Your instructions –
Among the entries below, find the line with "logs referencing this topic", then quote it and each following line up to and including the line with "from practice pickers", and nothing else.

Dataset entries –
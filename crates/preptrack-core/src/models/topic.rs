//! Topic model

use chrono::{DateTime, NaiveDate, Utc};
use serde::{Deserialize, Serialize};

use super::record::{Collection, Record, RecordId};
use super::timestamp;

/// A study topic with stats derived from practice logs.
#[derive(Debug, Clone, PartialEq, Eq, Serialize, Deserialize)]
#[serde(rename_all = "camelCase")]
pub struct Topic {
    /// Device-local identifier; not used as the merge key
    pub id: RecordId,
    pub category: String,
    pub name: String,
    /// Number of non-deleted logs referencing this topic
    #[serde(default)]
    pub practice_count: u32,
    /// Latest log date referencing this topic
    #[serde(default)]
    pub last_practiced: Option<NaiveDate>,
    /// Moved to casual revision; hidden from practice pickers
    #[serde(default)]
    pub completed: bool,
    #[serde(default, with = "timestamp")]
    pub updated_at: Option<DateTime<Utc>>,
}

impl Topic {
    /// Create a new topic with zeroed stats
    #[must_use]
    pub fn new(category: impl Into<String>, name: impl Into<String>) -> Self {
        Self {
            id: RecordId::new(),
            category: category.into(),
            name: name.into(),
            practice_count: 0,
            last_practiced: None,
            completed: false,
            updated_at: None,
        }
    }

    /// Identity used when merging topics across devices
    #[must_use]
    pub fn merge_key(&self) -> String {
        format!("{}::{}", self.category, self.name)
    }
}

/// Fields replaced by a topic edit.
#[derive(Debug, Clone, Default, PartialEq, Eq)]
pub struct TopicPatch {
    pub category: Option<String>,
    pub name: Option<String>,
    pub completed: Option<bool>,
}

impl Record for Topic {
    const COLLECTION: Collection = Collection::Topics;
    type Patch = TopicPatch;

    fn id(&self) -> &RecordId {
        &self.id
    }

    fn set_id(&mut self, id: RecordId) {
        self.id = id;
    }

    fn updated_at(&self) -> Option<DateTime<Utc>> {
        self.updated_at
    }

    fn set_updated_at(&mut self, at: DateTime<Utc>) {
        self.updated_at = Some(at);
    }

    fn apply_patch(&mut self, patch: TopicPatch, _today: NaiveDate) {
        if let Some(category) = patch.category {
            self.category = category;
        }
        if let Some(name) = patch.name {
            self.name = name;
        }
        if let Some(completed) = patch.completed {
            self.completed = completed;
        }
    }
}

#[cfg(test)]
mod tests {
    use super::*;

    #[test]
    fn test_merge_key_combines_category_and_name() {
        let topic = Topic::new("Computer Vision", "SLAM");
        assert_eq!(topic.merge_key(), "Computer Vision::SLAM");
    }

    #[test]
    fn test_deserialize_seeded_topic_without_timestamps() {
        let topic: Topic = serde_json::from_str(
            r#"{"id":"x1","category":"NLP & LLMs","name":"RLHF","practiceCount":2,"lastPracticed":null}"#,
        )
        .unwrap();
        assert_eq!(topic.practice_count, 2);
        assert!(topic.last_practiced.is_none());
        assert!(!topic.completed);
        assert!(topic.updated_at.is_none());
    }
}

Your response –
    /// Number of non-deleted logs referencing this topic
    #[serde(default)]
    pub practice_count: u32,
    /// Latest log date referencing this topic
    #[serde(default)]
    pub last_practiced: Option<NaiveDate>,
    /// Moved to casual revision; hidden from practice pickers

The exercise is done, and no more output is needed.